**Assignment:**
From the data below, retype exactly the lines starting with the one that contains "let default_port = match" and ending with the one that contains "fn parse_flag(name: &str, raw: Option<&str>)", both included.

*** Opening of Input for this task ***

//! Probe settings read from the process environment
//!
//! Settings are loaded at every probe invocation, so changes to the
//! environment apply to the next request and nothing is cached between
//! requests. Loading goes through an [`EnvLookup`] so tests can supply their
//! own variables without touching the real environment.

use crate::probe::database::Engine;
use crate::{CoreError, Result};
use schema::{ConnectionConfig, Secret};
use std::sync::Arc;
use std::time::Duration;
use url::Url;

/// Source of configuration variables
pub type EnvLookup = Arc<dyn Fn(&str) -> Option<String> + Send + Sync>;

/// Lookup backed by `std::env::var`
pub fn process_env() -> EnvLookup {
    Arc::new(|key: &str| std::env::var(key).ok())
}

/// Default per-attempt timeout for socket and web probes
pub const DEFAULT_NETWORK_TIMEOUT: &str = "5s";
/// Default database connect timeout, in seconds
pub const DEFAULT_DB_TIMEOUT: &str = "5";
/// Default URL for the web probe
pub const DEFAULT_TEST_URL: &str = "https://www.ecosia.org/";
/// Default directory endpoint
pub const DEFAULT_LDAP_URL: &str = "ldaps://localhost:636";

/// Database connection defaults
#[derive(Debug, Clone)]
pub struct DatabaseSettings {
    pub user: String,
    pub password: Secret,
    pub host: String,
    /// Explicit port; the engine default applies when unset
    pub port: Option<String>,
    pub name: String,
    pub timeout: Duration,
}

/// Directory (LDAP) endpoint settings
#[derive(Debug, Clone)]
pub struct DirectorySettings {
    pub url: String,
    /// Bind-DN template or base DN
    pub bind_dn: String,
    /// Skip TLS certificate verification
    pub insecure: bool,
}

/// Everything a probe invocation needs from the environment
#[derive(Debug, Clone)]
pub struct Settings {
    pub database: DatabaseSettings,
    pub directory: DirectorySettings,
    pub network_timeout: Duration,
    pub network_concurrency: usize,
    pub test_url: String,
}

impl Settings {
    /// Load from the real process environment
    pub fn from_env() -> Result<Self> {
        Self::load(&process_env())
    }

    /// Load through the given lookup
    pub fn load(lookup: &EnvLookup) -> Result<Self> {
        Self::from_lookup(|key| lookup(key))
    }

    /// Load from any key -> value function
    pub fn from_lookup<F>(lookup: F) -> Result<Self>
    where
        F: Fn(&str) -> Option<String>,
    {
        let get = |key: &str| lookup(key).filter(|v| !v.trim().is_empty());
        let get_or = |key: &str, default: &str| get(key).unwrap_or_else(|| default.to_string());

        let database = DatabaseSettings {
            user: get_or("DB_USER", ""),
            password: Secret::new(lookup("DB_PASSWORD").unwrap_or_default()),
            host: get_or("DB_HOST", "localhost"),
            port: get("DB_PORT"),
            name: get_or("DB_NAME", ""),
            timeout: parse_timeout("DB_TIMEOUT", &get_or("DB_TIMEOUT", DEFAULT_DB_TIMEOUT))?,
        };

        let directory = DirectorySettings {
            url: get_or("LDAP_URL", DEFAULT_LDAP_URL),
            bind_dn: get_or("LDAP_BIND_DN", ""),
            insecure: parse_flag("LDAP_INSECURE", get("LDAP_INSECURE").as_deref())?,
        };

        let network_timeout = parse_timeout(
            "NETWORK_TIMEOUT",
            &get_or("NETWORK_TIMEOUT", DEFAULT_NETWORK_TIMEOUT),
        )?;

        let network_concurrency = match get("NETWORK_CONCURRENCY") {
            None => 1,
            Some(raw) => match raw.trim().parse::<usize>() {
                Ok(n) if n > 0 => n,
                _ => {
                    return Err(CoreError::ConfigurationError(format!(
                        "NETWORK_CONCURRENCY: expected a positive integer, got '{raw}'"
                    )))
                }
            },
        };

        Ok(Self {
            database,
            directory,
            network_timeout,
            network_concurrency,
            test_url: get_or("TEST_URL", DEFAULT_TEST_URL),
        })
    }

    /// Connection parameters for a database probe against `engine`
    pub fn database_config(&self, engine: Engine) -> ConnectionConfig {
        let db = &self.database;
        let port = db
            .port
            .clone()
            .unwrap_or_else(|| engine.default_port().to_string());
        ConnectionConfig::new(engine.as_str(), db.host.clone(), port)
            .with_credentials(db.user.clone(), db.password.clone())
            .with_database(db.name.clone())
            .with_timeout(db.timeout)
    }

    /// Connection parameters for a directory bind as `user`
    pub fn directory_config(&self, user: &str, password: Secret) -> Result<ConnectionConfig> {
        let dir = &self.directory;
        let url = Url::parse(&dir.url).map_err(|e| {
            CoreError::ConfigurationError(format!("LDAP_URL: invalid url '{}': {e}", dir.url))
        })?;
        let scheme = url.scheme().to_lowercase();
        let default_port = match scheme.as_str() {
            "ldaps" => 636,
            "ldap" => 389,
            other => {
                return Err(CoreError::ConfigurationError(format!(
                    "LDAP_URL: unsupported scheme '{other}'"
                )))
            }
        };
        let host = url
            .host_str()
            .filter(|h| !h.is_empty())
            .ok_or_else(|| CoreError::ConfigurationError("LDAP_URL: missing host".to_string()))?;
        let port = url.port().unwrap_or(default_port);

        Ok(ConnectionConfig::new(scheme, host, port.to_string())
            .with_credentials(user, password)
            .with_timeout(self.network_timeout)
            .with_insecure(dir.insecure))
    }
}

/// Parse a timeout given either as bare seconds (`5`) or a humantime
/// duration (`5s`, `250ms`, `1m 30s`).
pub fn parse_timeout(name: &str, raw: &str) -> Result<Duration> {
    let raw = raw.trim();
    let parsed = match raw.parse::<u64>() {
        Ok(secs) => Duration::from_secs(secs),
        Err(_) => humantime::parse_duration(raw).map_err(|e| {
            CoreError::ConfigurationError(format!("{name}: invalid duration '{raw}': {e}"))
        })?,
    };
    if parsed.is_zero() {
        return Err(CoreError::ConfigurationError(format!(
            "{name}: timeout must be greater than zero"
        )));
    }
    Ok(parsed)
}

fn parse_flag(name: &str, raw: Option<&str>) -> Result<bool> {
    match raw.map(|v| v.trim().to_lowercase()) {
        None => Ok(false),
        Some(v) => match v.as_str() {
            "1" | "true" | "yes" | "on" => Ok(true),
            "0" | "false" | "no" | "off" => Ok(false),
            _ => Err(CoreError::ConfigurationError(format!(
                "{name}: expected a boolean, got '{v}'"
            ))),
        },
    }
}
//! Daemon library for the Sonde project
//!
//! Exposes the core probes over HTTP. See [`routes`] for the probe endpoints
//! and how probe outcomes map to status codes, and [`diagnostics`] for the
//! endpoints that describe the daemon itself.

pub mod diagnostics;
pub mod error;
pub mod routes;
pub mod server;

#[cfg(test)]
mod error_tests;

pub use error::{DaemonError, Result};
pub use server::{app, AppState, Daemon, DaemonConfig};
//! Daemon error types

use thiserror::Error;

/// Failures that stop the daemon itself
///
/// Probe failures never show up here; they are reported to the caller as
/// HTTP responses.
#[derive(Error, Debug)]
pub enum DaemonError {
    #[error("Server error: {0}")]
    ServerError(String),

    #[error("I/O error: {0}")]
    IoError(#[from] std::io::Error),

    #[error(transparent)]
    CoreError(#[from] sonde_core::CoreError),
}

impl DaemonError {
    /// Get error code for this error type
    pub fn code(&self) -> &'static str {
        match self {
            DaemonError::ServerError(_) => "DAEMON001",
            DaemonError::IoError(_) => "DAEMON002",
            DaemonError::CoreError(inner) => inner.code(),
        }
    }
}

pub type Result<T> = std::result::Result<T, DaemonError>;
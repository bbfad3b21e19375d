//! Connectivity probing
//!
//! Every probe attempts to reach one remote endpoint within a bounded time
//! and reports a structured [`ProbeResult`]. Failures never escape a probe:
//! they are classified by [`ProbeError::kind`] and folded into the result.
//!
//! ## Types
//!
//! - [`Probe`]: the uniform contract shared by all variants
//! - [`SocketProbe`]: dial one `address:port` over TCP or UDP
//! - [`DatabaseProbe`]: open, ping and query a SQL database
//! - [`DirectoryProbe`]: TLS connect and bind against an LDAP directory
//! - [`WebProbe`]: HTTP GET a URL and capture the status
//! - [`ProbeError`]: the failure taxonomy

pub mod database;
pub mod directory;
pub mod error;
pub mod socket;
pub mod web;

pub use database::{DatabaseProbe, Engine};
pub use directory::DirectoryProbe;
pub use error::{error_chain, ProbeError};
pub use socket::{SocketProbe, Transport};
pub use web::WebProbe;

use crate::redact;
use async_trait::async_trait;
use schema::{ErrorKind, ProbeResult, ProbeSubject};
use tracing::{debug, warn};

/// Trait for connectivity probe implementations
///
/// Implementors provide [`Probe::check`]; callers use [`Probe::probe`],
/// which never fails and always yields exactly one result.
#[async_trait]
pub trait Probe: Send + Sync {
    /// What this probe is pointed at
    fn subject(&self) -> ProbeSubject;

    /// Credential values that must never appear in diagnostics
    fn secrets(&self) -> Vec<&str> {
        Vec::new()
    }

    /// Perform the attempt, returning the success message
    ///
    /// Implementations must bound every blocking step by their timeout and
    /// release any connection they opened before returning.
    async fn check(&self) -> Result<String, ProbeError>;

    /// Failure text for the report
    fn failure_message(&self, err: &ProbeError) -> String {
        format!("{} failed: {}", self.subject(), err)
    }

    /// Run the attempt and fold the outcome into a [`ProbeResult`]
    async fn probe(&self) -> ProbeResult {
        let outcome = self.check().await;
        finish(self, outcome)
    }
}

/// Convert a check outcome into a result, scrubbing secrets from the text
pub(crate) fn finish<P: Probe + ?Sized>(
    probe: &P,
    outcome: Result<String, ProbeError>,
) -> ProbeResult {
    let subject = probe.subject();
    let secrets = probe.secrets();
    match outcome {
        Ok(message) => {
            debug!("probe of {} succeeded", subject);
            ProbeResult::ok(subject, redact::scrub(&message, &secrets))
        }
        Err(err) => {
            let kind = err.kind();
            let message = redact::scrub(&probe.failure_message(&err), &secrets);
            warn!("probe of {} failed ({}): {}", subject, kind, message);
            let result = ProbeResult::failed(subject, kind, message);
            if kind == ErrorKind::Auth {
                result.with_challenge()
            } else {
                result
            }
        }
    }
}

#[cfg(test)]
mod tests {
    use super::*;
    use schema::ProbeTarget;

    struct Fixed {
        outcome: fn() -> Result<String, ProbeError>,
    }

    #[async_trait]
    impl Probe for Fixed {
        fn subject(&self) -> ProbeSubject {
            ProbeTarget::new("192.0.2.7", "389", "tcp").into()
        }

        fn secrets(&self) -> Vec<&str> {
            vec!["letmein-please"]
        }

        async fn check(&self) -> Result<String, ProbeError> {
            (self.outcome)()
        }
    }

    #[tokio::test]
    async fn test_success_result() {
        let probe = Fixed {
            outcome: || Ok("all good".to_string()),
        };
        let result = probe.probe().await;
        assert!(result.success());
        assert_eq!(result.message(), "all good");
        assert_eq!(result.error_kind(), ErrorKind::None);
    }

    #[tokio::test]
    async fn test_failure_keeps_kind_and_target() {
        let probe = Fixed {
            outcome: || Err(ProbeError::Dial("connection refused".to_string())),
        };
        let result = probe.probe().await;
        assert!(!result.success());
        assert_eq!(result.error_kind(), ErrorKind::Dial);
        assert!(result.message().contains("192.0.2.7"));
        assert!(result.message().contains("connection refused"));
        assert!(!result.challenge());
    }

    #[tokio::test]
    async fn test_auth_failure_requests_challenge() {
        let probe = Fixed {
            outcome: || Err(ProbeError::Auth("invalid credentials".to_string())),
        };
        let result = probe.probe().await;
        assert_eq!(result.error_kind(), ErrorKind::Auth);
        assert!(result.challenge());
    }

    #[tokio::test]
    async fn test_secrets_are_scrubbed() {
        let probe = Fixed {
            outcome: || Err(ProbeError::Query("bad password letmein-please".to_string())),
        };
        let result = probe.probe().await;
        assert!(!result.message().contains("letmein-please"));
    }
}
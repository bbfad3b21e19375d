//! Diagnostic routes
//!
//! These never probe anything. They describe the daemon itself and the
//! request it received, which helps when debugging proxies and load
//! balancers in front of it.

use axum::body::Bytes;
use axum::extract::{ConnectInfo, OriginalUri, Query, State};
use axum::http::{HeaderMap, Method, StatusCode, Version};
use axum::response::{IntoResponse, Response};
use axum::routing::get;
use axum::{Json, Router};
use serde::Serialize;
use sonde_core::config::parse_timeout;
use sonde_core::{redact, CoreError};
use std::fmt::Write as _;
use std::net::{IpAddr, SocketAddr};
use std::time::{SystemTime, UNIX_EPOCH};
use sysinfo::Networks;
use tracing::{info, warn};

use crate::routes::Params;
use crate::server::AppState;

pub fn diagnostic_routes() -> Router<AppState> {
    Router::new()
        .route("/ping", get(ping))
        .route("/healthcheck", get(healthcheck))
        .route("/whoami", get(whoami))
        .route("/echo", get(echo).post(echo))
}

#[derive(Debug, Serialize)]
struct Pong {
    #[serde(skip_serializing_if = "String::is_empty")]
    hostname: String,
    date: u64,
    message: &'static str,
}

async fn ping(State(state): State<AppState>, Query(params): Query<Params>) -> Response {
    let pong = Pong {
        hostname: state.var("HOSTNAME").unwrap_or_default(),
        date: SystemTime::now()
            .duration_since(UNIX_EPOCH)
            .map(|d| d.as_secs())
            .unwrap_or_default(),
        message: "pong",
    };

    if params.get("format") == Some("json") {
        Json(pong).into_response()
    } else {
        format!("Hostname: {}\nDate: {}\nMessage: {}", pong.hostname, pong.date, pong.message)
            .into_response()
    }
}

async fn healthcheck(Query(params): Query<Params>) -> Response {
    let raw = params.get("code").unwrap_or("200");
    match raw.parse::<u16>().ok().and_then(|c| StatusCode::from_u16(c).ok()) {
        Some(status) => {
            if status != StatusCode::OK {
                info!("Update health check status code [{}]", status.as_u16());
            }
            (status, format!("Healthcheck return code: {}", status.as_u16())).into_response()
        }
        None => {
            warn!("invalid health check code '{}'", raw);
            let err = CoreError::ValidationError(format!("invalid status code '{raw}'"));
            (StatusCode::INTERNAL_SERVER_ERROR, err.to_string()).into_response()
        }
    }
}

/// Host name, local addresses, peer address and a dump of the request
///
/// `wait` delays the answer, to exercise client and proxy timeouts.
async fn whoami(
    State(state): State<AppState>,
    peer: Option<ConnectInfo<SocketAddr>>,
    Query(params): Query<Params>,
    method: Method,
    OriginalUri(uri): OriginalUri,
    version: Version,
    headers: HeaderMap,
) -> Response {
    if let Some(raw) = params.get("wait") {
        match parse_timeout("wait", raw) {
            Ok(wait) => {
                info!("[WHOAMI] wait to : {}", humantime::format_duration(wait));
                tokio::time::sleep(wait).await;
            }
            Err(e) => warn!("[WHOAMI] {}", e),
        }
    }

    let mut out = String::new();
    let _ = writeln!(out, "Hostname: {}", state.var("HOSTNAME").unwrap_or_default());
    for ip in interface_addresses() {
        let _ = writeln!(out, "IP: {ip}");
    }
    match peer {
        Some(ConnectInfo(addr)) => {
            let _ = writeln!(out, "RemoteAddr: {addr}");
        }
        None => out.push_str("RemoteAddr: unknown\n"),
    }

    let _ = write!(out, "{method} {uri} {version:?}\r\n");
    for (name, value) in &headers {
        let _ = write!(out, "{}: {}\r\n", name, String::from_utf8_lossy(value.as_bytes()));
    }
    out.push_str("\r\n");

    // Authorization headers and userinfo in the request line are masked
    redact::scrub(&out, &[]).into_response()
}

/// Addresses of every local interface, ordered by interface name
fn interface_addresses() -> Vec<IpAddr> {
    let networks = Networks::new_with_refreshed_list();
    let mut interfaces: Vec<_> = networks.list().iter().collect();
    interfaces.sort_by(|a, b| a.0.cmp(b.0));
    interfaces
        .into_iter()
        .flat_map(|(_, data)| data.ip_networks().iter().map(|net| net.addr))
        .collect()
}

/// Log the query and body, then answer with `code` (default 200)
async fn echo(Query(params): Query<Params>, body: Bytes) -> Response {
    let status = params
        .get("code")
        .and_then(|c| c.parse::<u16>().ok())
        .and_then(|c| StatusCode::from_u16(c).ok())
        .unwrap_or(StatusCode::OK);

    info!("[ECHO] query: {}", redact::scrub(&params.describe(), &[]));
    if !body.is_empty() {
        info!("[ECHO] body: {}", redact::scrub(&String::from_utf8_lossy(&body), &[]));
    }

    (status, "OK message received !").into_response()
}
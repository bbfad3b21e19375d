//! Test utilities for integration tests in the daemon crate.

#![allow(dead_code)]

use daemon::{Daemon, DaemonConfig};
use hyper::{Body, Client, HeaderMap, Request, StatusCode};
use sonde_core::EnvLookup;
use std::collections::HashMap;
use std::net::SocketAddr;
use std::sync::Arc;
use std::time::Duration;
use tokio::io::{AsyncReadExt, AsyncWriteExt};
use tokio::net::TcpListener;
use tokio::sync::oneshot;
use tokio::task::JoinHandle;

/// Run the given future with a timeout, failing the test if it elapses.
pub async fn run_with_timeout<F, T>(duration: Duration, fut: F) -> T
where
    F: std::future::Future<Output = T>,
{
    tokio::time::timeout(duration, fut)
        .await
        .expect("test timed out")
}

/// Run a future with a default timeout of 60 seconds.
pub async fn run_with_default_timeout<F, T>(fut: F) -> T
where
    F: std::future::Future<Output = T>,
{
    run_with_timeout(Duration::from_secs(60), fut).await
}

/// Environment built from fixed pairs instead of the process environment
pub fn env_from(vars: &[(&str, &str)]) -> EnvLookup {
    let map: HashMap<String, String> = vars
        .iter()
        .map(|(k, v)| (k.to_string(), v.to_string()))
        .collect();
    Arc::new(move |key: &str| map.get(key).cloned())
}

/// A daemon serving on an ephemeral local port
pub struct TestServer {
    pub addr: SocketAddr,
    shutdown: Option<oneshot::Sender<()>>,
    handle: JoinHandle<daemon::Result<()>>,
}

impl TestServer {
    pub async fn start(vars: &[(&str, &str)]) -> Self {
        let listener = std::net::TcpListener::bind("127.0.0.1:0").expect("bind daemon");
        let addr = listener.local_addr().expect("daemon addr");
        let (tx, rx) = oneshot::channel::<()>();

        let daemon = Daemon::new(DaemonConfig {
            host: addr.ip().to_string(),
            port: addr.port(),
        })
        .with_env(env_from(vars));
        let handle = tokio::spawn(async move {
            daemon
                .serve(listener, async move {
                    let _ = rx.await;
                })
                .await
        });

        Self {
            addr,
            shutdown: Some(tx),
            handle,
        }
    }

    pub fn url(&self, path: &str) -> String {
        format!("http://{}{}", self.addr, path)
    }

    /// GET `path`, optionally with an `Authorization` header
    pub async fn get(&self, path: &str, authorization: Option<&str>) -> (StatusCode, HeaderMap, String) {
        let mut req = Request::builder().uri(self.url(path));
        if let Some(value) = authorization {
            req = req.header(hyper::header::AUTHORIZATION, value);
        }
        let req = req.body(Body::empty()).expect("request");

        let response = Client::new().request(req).await.expect("daemon response");
        let status = response.status();
        let headers = response.headers().clone();
        let bytes = hyper::body::to_bytes(response.into_body())
            .await
            .expect("body");
        (status, headers, String::from_utf8_lossy(&bytes).into_owned())
    }

    pub async fn stop(mut self) {
        if let Some(tx) = self.shutdown.take() {
            let _ = tx.send(());
        }
        let result = run_with_timeout(Duration::from_secs(10), &mut self.handle)
            .await
            .expect("server task");
        result.expect("server exits cleanly");
    }
}

/// A local port with nothing listening on it
pub async fn closed_port() -> u16 {
    let listener = TcpListener::bind("127.0.0.1:0").await.expect("bind");
    let port = listener.local_addr().expect("addr").port();
    drop(listener);
    port
}

/// A local port that accepts and drops connections
pub async fn listening_port() -> u16 {
    let listener = TcpListener::bind("127.0.0.1:0").await.expect("bind");
    let port = listener.local_addr().expect("addr").port();
    tokio::spawn(async move { while listener.accept().await.is_ok() {} });
    port
}

/// Minimal LDAP server answering every bind request with `result_code`
pub async fn fake_directory(result_code: u8) -> u16 {
    let listener = TcpListener::bind("127.0.0.1:0").await.expect("bind");
    let port = listener.local_addr().expect("addr").port();
    tokio::spawn(async move {
        while let Ok((mut stream, _)) = listener.accept().await {
            tokio::spawn(async move {
                let mut buf = vec![0u8; 4096];
                let n = stream.read(&mut buf).await.unwrap_or(0);
                let Some(id) = message_id(&buf[..n]) else { return };
                // LDAPMessage { messageID, BindResponse { resultCode, "", "" } }
                let mut reply = vec![0x30, (2 + id.len() + 9) as u8, 0x02, id.len() as u8];
                reply.extend_from_slice(&id);
                reply.extend_from_slice(&[0x61, 0x07, 0x0a, 0x01, result_code, 0x04, 0x00, 0x04, 0x00]);
                let _ = stream.write_all(&reply).await;
                while let Ok(n) = stream.read(&mut buf).await {
                    if n == 0 {
                        break;
                    }
                }
            });
        }
    });
    port
}

fn message_id(frame: &[u8]) -> Option<Vec<u8>> {
    if frame.first() != Some(&0x30) {
        return None;
    }
    let len_byte = *frame.get(1)?;
    let mut pos = 2;
    if len_byte & 0x80 != 0 {
        pos += (len_byte & 0x7f) as usize;
    }
    if frame.get(pos) != Some(&0x02) {
        return None;
    }
    let id_len = *frame.get(pos + 1)? as usize;
    frame.get(pos + 2..pos + 2 + id_len).map(<[u8]>::to_vec)
}

/// `Authorization` header value for HTTP Basic auth
pub fn basic_auth(user: &str, password: &str) -> String {
    use base64::Engine as _;
    format!(
        "Basic {}",
        base64::engine::general_purpose::STANDARD.encode(format!("{user}:{password}"))
    )
}

/// Percent-encode a value for use in a query string
pub fn encode(value: &str) -> String {
    url::form_urlencoded::byte_serialize(value.as_bytes()).collect()
}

*** Close of Input for this task ***

**Answer section:**
        let default_port = match scheme.as_str() {
            "ldaps" => 636,
            "ldap" => 389,
            other => {
                return Err(CoreError::ConfigurationError(format!(
                    "LDAP_URL: unsupported scheme '{other}'"
                )))
            }
        };
        let host = url
            .host_str()
            .filter(|h| !h.is_empty())
            .ok_or_else(|| CoreError::ConfigurationError("LDAP_URL: missing host".to_string()))?;
        let port = url.port().unwrap_or(default_port);

        Ok(ConnectionConfig::new(scheme, host, port.to_string())
            .with_credentials(user, password)
            .with_timeout(self.network_timeout)
            .with_insecure(dir.insecure))
    }
}

/// Parse a timeout given either as bare seconds (`5`) or a humantime
/// duration (`5s`, `250ms`, `1m 30s`).
pub fn parse_timeout(name: &str, raw: &str) -> Result<Duration> {
    let raw = raw.trim();
    let parsed = match raw.parse::<u64>() {
        Ok(secs) => Duration::from_secs(secs),
        Err(_) => humantime::parse_duration(raw).map_err(|e| {
            CoreError::ConfigurationError(format!("{name}: invalid duration '{raw}': {e}"))
        })?,
    };
    if parsed.is_zero() {
        return Err(CoreError::ConfigurationError(format!(
            "{name}: timeout must be greater than zero"
        )));
    }
    Ok(parsed)
}

fn parse_flag(name: &str, raw: Option<&str>) -> Result<bool> {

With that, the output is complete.